* Instructions to follow *
When you output the entries, begin with the first line and end with the line containing "pub struct ObjectResult", keeping each line exactly as it is.

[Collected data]
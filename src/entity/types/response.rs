use std::collections::HashMap;

use serde::Deserialize;
use serde_json::Value;
use uuid::Uuid;

use crate::types::EntityKey;

#[derive(Debug, Clone, PartialEq, Deserialize)]
#[serde(rename_all = "PascalCase")]
pub struct EntityProfileBody {
    pub entity: EntityKey,
    #[serde(default)]
    pub display_name: Option<String>,
    #[serde(default)]
    pub language: Option<String>,
    #[serde(default)]
    pub version_number: Option<i32>,
}

#[derive(Debug, Clone, PartialEq, Deserialize)]
#[serde(rename_all = "PascalCase")]
pub struct GetEntityProfileResult {
    #[serde(default)]
    pub profile: Option<EntityProfileBody>,
}

#[derive(Debug, Clone, PartialEq, Deserialize)]
#[serde(rename_all = "PascalCase")]
pub struct GetEntityProfilesResult {
    #[serde(default)]
    pub profiles: Vec<EntityProfileBody>,
}

#[derive(Debug, Clone, PartialEq, Deserialize)]
#[serde(rename_all = "PascalCase")]
pub struct SetObjectsResult {
    pub profile_version: i32,
}

#[derive(Debug, Clone, PartialEq, Deserialize)]
#[serde(rename_all = "PascalCase")]
pub struct ObjectResult {
    pub object_name: String,
    #[serde(default)]
    pub data_object: Option<Value>,
    #[serde(default)]
    pub escaped_data_object: Option<String>,
}

#[derive(Debug, Clone, PartialEq, Deserialize)]
#[serde(rename_all = "PascalCase")]
pub struct GetObjectsResult {
    pub entity: EntityKey,
    pub profile_version: i32,
    #[serde(default)]
    pub objects: HashMap<String, ObjectResult>,
}

#[derive(Debug, Clone, PartialEq, Deserialize)]
#[serde(rename_all = "PascalCase")]
pub struct WriteEventsResult {
    #[serde(default)]
    pub assigned_event_ids: Option<Vec<Uuid>>,
}

#[cfg(test)]
mod tests {
    use serde_json::json;

    use super::*;

    #[test]
    fn objects_deserialize_with_parsed_payload() -> anyhow::Result<()> {
        let result: GetObjectsResult = serde_json::from_value(json!({
            "Entity": { "Id": "E-77", "Type": "title_player_account" },
            "ProfileVersion": 4,
            "Objects": {
                "loadout": {
                    "ObjectName": "loadout",
                    "DataObject": { "slot": "primary" }
                }
            }
        }))?;

        assert_eq!(result.profile_version, 4);
        let object = result.objects.get("loadout").expect("loadout missing");
        assert_eq!(object.data_object, Some(json!({ "slot": "primary" })));
        Ok(())
    }

    #[test]
    fn write_events_assigns_uuids() -> anyhow::Result<()> {
        let result: WriteEventsResult = serde_json::from_value(json!({
            "AssignedEventIds": ["8c0cbf3a-7a64-4cf2-a127-3ac4bb1e4c26"]
        }))?;

        assert_eq!(result.assigned_event_ids.map(|ids| ids.len()), Some(1));
        Ok(())
    }
}
//! Entity API client and types.
//!
//! **Feature flag:** `entity` (required to use this module)
//!
//! Entity operations act on generalized entities (title player accounts,
//! characters, groups) rather than the logged-in player. All of them are
//! gated behind an entity token except `GetEntityToken` itself, which trades
//! a session ticket for one.
//!
//! ## Operations
//!
//! | Path | Auth class |
//! |------|-----------|
//! | `/Authentication/GetEntityToken` | session ticket |
//! | `/Profile/GetProfile` | entity token |
//! | `/Profile/GetProfiles` | entity token |
//! | `/Object/SetObjects` | entity token |
//! | `/Object/GetObjects` | entity token |
//! | `/Event/WriteEvents` | entity token |
//!
//! # Example
//!
//! ```no_run
//! use gamestack_client_sdk::auth::AuthContext;
//! use gamestack_client_sdk::entity::{Client, types::request::GetEntityTokenRequest};
//! use gamestack_client_sdk::settings::Settings;
//!
//! # async fn example(player_context: AuthContext) -> Result<(), Box<dyn std::error::Error>> {
//! let settings = Settings::builder().title_id("AB12").build();
//! let client = Client::with_context(settings, player_context)?;
//!
//! let token = client
//!     .get_entity_token(&GetEntityTokenRequest::builder().build())
//!     .await?
//!     .into_result()?;
//!
//! // Thread the granted token forward explicitly.
//! let client = client.authenticated(client.context().clone().with_entity_token(&token));
//! # Ok(())
//! # }
//! ```

pub mod client;
pub mod ops;
pub mod types;

pub use client::Client;
use reqwest::Client as ReqwestClient;
use reqwest::header::{HeaderMap, HeaderValue};
use serde::Serialize;
use serde::de::DeserializeOwned;

use crate::Result;
use crate::auth::{self, AuthContext};
use crate::client::ops;
use crate::client::types::request::{
    GetPlayerProfileRequest, GetPlayerStatisticsRequest, GetTitleDataRequest, GetUserDataRequest,
    LoginWithCustomIdRequest, LoginWithEmailAddressRequest, RegisterUserRequest, TitleScoped,
    UpdatePlayerStatisticsRequest, UpdateUserDataRequest, WritePlayerEventRequest,
};
use crate::client::types::response::{
    GetPlayerProfileResult, GetPlayerStatisticsResult, GetTitleDataResult, GetUserDataResult,
    LoginResult, RegisterUserResult, UpdatePlayerStatisticsResult, UpdateUserDataResult,
    WritePlayerEventResult,
};
use crate::error::Error;
use crate::operation::{Call, Operation};
use crate::settings::Settings;
use crate::types::ApiOutcome;

/// Client for the classic player API.
///
/// Holds the settings, an immutable ambient [`AuthContext`], and the shared
/// HTTP client. Logins never mutate a client; use
/// [`Client::authenticated`] to obtain one carrying the context a login
/// returned.
#[derive(Clone, Debug)]
pub struct Client {
    settings: Settings,
    context: AuthContext,
    http: ReqwestClient,
}

impl Client {
    /// Creates a client with an empty authentication context.
    ///
    /// # Errors
    ///
    /// Returns an error if the HTTP client fails to build.
    pub fn new(settings: Settings) -> Result<Self> {
        Self::with_context(settings, AuthContext::default())
    }

    /// Creates a client with an explicit ambient authentication context.
    pub fn with_context(settings: Settings, context: AuthContext) -> Result<Self> {
        let mut headers = HeaderMap::new();
        headers.insert("User-Agent", HeaderValue::from_static("gamestack_client_sdk"));
        headers.insert("Accept", HeaderValue::from_static("application/json"));
        headers.insert("Content-Type", HeaderValue::from_static("application/json"));
        let http = ReqwestClient::builder().default_headers(headers).build()?;

        Ok(Self {
            settings,
            context,
            http,
        })
    }

    /// Returns a client identical to this one but carrying `context` as its
    /// ambient authentication context. The underlying HTTP client is shared.
    #[must_use]
    pub fn authenticated(&self, context: AuthContext) -> Self {
        Self {
            settings: self.settings.clone(),
            context,
            http: self.http.clone(),
        }
    }

    /// Returns a client identical to this one with the ambient context
    /// cleared, as after a logout.
    #[must_use]
    pub fn unauthenticated(&self) -> Self {
        self.authenticated(AuthContext::default())
    }

    #[must_use]
    pub fn settings(&self) -> &Settings {
        &self.settings
    }

    #[must_use]
    pub fn context(&self) -> &AuthContext {
        &self.context
    }

    /// Dispatches one operation: resolves the credential mandated by the
    /// operation's auth class (failing fast, before any I/O, when it is
    /// absent), POSTs the request to the operation's fixed path, and maps
    /// the response envelope into an [`ApiOutcome`].
    ///
    /// The request body is sent as-is; login-class wrapper methods stamp the
    /// title id before calling this.
    pub async fn invoke<Req, Resp>(
        &self,
        operation: &Operation<Req, Resp>,
        call: Call<'_, Req>,
    ) -> Result<ApiOutcome<Resp>>
    where
        Req: Serialize,
        Resp: DeserializeOwned,
    {
        let credential =
            auth::credential_header(operation.auth(), call.auth_context.as_ref(), &self.context)?;
        let url = self.settings.endpoint(operation.path())?;

        crate::invoke(
            &self.http,
            url,
            call.request,
            credential,
            call.headers,
            call.custom_data,
        )
        .await
    }

    /// Clones a login-class request, filling its title id from the settings
    /// when unset. Fails fast when neither carries one.
    fn title_scoped<R: TitleScoped>(&self, request: &R) -> Result<R> {
        let mut request = request.clone();
        if request.title_id().is_none() {
            let title = self
                .settings
                .title_id()
                .ok_or_else(Error::missing_title_id)?;
            request.set_title_id(title);
        }
        Ok(request)
    }

    /// Log in (or, with `create_account`, create) a player keyed by a
    /// caller-chosen device identifier.
    ///
    /// On success, call [`LoginResult::auth_context`] and thread the returned
    /// context into subsequent calls via [`Client::authenticated`].
    pub async fn login_with_custom_id(
        &self,
        request: &LoginWithCustomIdRequest,
    ) -> Result<ApiOutcome<LoginResult>> {
        let request = self.title_scoped(request)?;
        self.invoke(&ops::LOGIN_WITH_CUSTOM_ID, Call::new(&request))
            .await
    }

    /// Log in with a registered email address and password.
    pub async fn login_with_email_address(
        &self,
        request: &LoginWithEmailAddressRequest,
    ) -> Result<ApiOutcome<LoginResult>> {
        let request = self.title_scoped(request)?;
        self.invoke(&ops::LOGIN_WITH_EMAIL_ADDRESS, Call::new(&request))
            .await
    }

    /// Register a new player account. Returns a session ticket like a login.
    pub async fn register_user(
        &self,
        request: &RegisterUserRequest,
    ) -> Result<ApiOutcome<RegisterUserResult>> {
        let request = self.title_scoped(request)?;
        self.invoke(&ops::REGISTER_USER, Call::new(&request)).await
    }

    /// Fetch a player profile; the calling player's own when the request
    /// names no player.
    pub async fn get_player_profile(
        &self,
        request: &GetPlayerProfileRequest,
    ) -> Result<ApiOutcome<GetPlayerProfileResult>> {
        self.invoke(&ops::GET_PLAYER_PROFILE, Call::new(request))
            .await
    }

    pub async fn get_user_data(
        &self,
        request: &GetUserDataRequest,
    ) -> Result<ApiOutcome<GetUserDataResult>> {
        self.invoke(&ops::GET_USER_DATA, Call::new(request)).await
    }

    pub async fn update_user_data(
        &self,
        request: &UpdateUserDataRequest,
    ) -> Result<ApiOutcome<UpdateUserDataResult>> {
        self.invoke(&ops::UPDATE_USER_DATA, Call::new(request)).await
    }

    /// Fetch title-wide key/value configuration.
    pub async fn get_title_data(
        &self,
        request: &GetTitleDataRequest,
    ) -> Result<ApiOutcome<GetTitleDataResult>> {
        self.invoke(&ops::GET_TITLE_DATA, Call::new(request)).await
    }

    pub async fn get_player_statistics(
        &self,
        request: &GetPlayerStatisticsRequest,
    ) -> Result<ApiOutcome<GetPlayerStatisticsResult>> {
        self.invoke(&ops::GET_PLAYER_STATISTICS, Call::new(request))
            .await
    }

    pub async fn update_player_statistics(
        &self,
        request: &UpdatePlayerStatisticsRequest,
    ) -> Result<ApiOutcome<UpdatePlayerStatisticsResult>> {
        self.invoke(&ops::UPDATE_PLAYER_STATISTICS, Call::new(request))
            .await
    }

    /// Write one custom telemetry event attributed to the calling player.
    pub async fn write_player_event(
        &self,
        request: &WritePlayerEventRequest,
    ) -> Result<ApiOutcome<WritePlayerEventResult>> {
        self.invoke(&ops::WRITE_PLAYER_EVENT, Call::new(request))
            .await
    }
}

* Expected answer *
filename src/entity/types/response.rs
use std::collections::HashMap;

use serde::Deserialize;
use serde_json::Value;
use uuid::Uuid;

use crate::types::EntityKey;

#[derive(Debug, Clone, PartialEq, Deserialize)]
#[serde(rename_all = "PascalCase")]
pub struct EntityProfileBody {
    pub entity: EntityKey,
    #[serde(default)]
    pub display_name: Option<String>,
    #[serde(default)]
    pub language: Option<String>,
    #[serde(default)]
    pub version_number: Option<i32>,
}

#[derive(Debug, Clone, PartialEq, Deserialize)]
#[serde(rename_all = "PascalCase")]
pub struct GetEntityProfileResult {
    #[serde(default)]
    pub profile: Option<EntityProfileBody>,
}

#[derive(Debug, Clone, PartialEq, Deserialize)]
#[serde(rename_all = "PascalCase")]
pub struct GetEntityProfilesResult {
    #[serde(default)]
    pub profiles: Vec<EntityProfileBody>,
}

#[derive(Debug, Clone, PartialEq, Deserialize)]
#[serde(rename_all = "PascalCase")]
pub struct SetObjectsResult {
    pub profile_version: i32,
}

#[derive(Debug, Clone, PartialEq, Deserialize)]
#[serde(rename_all = "PascalCase")]
pub struct ObjectResult {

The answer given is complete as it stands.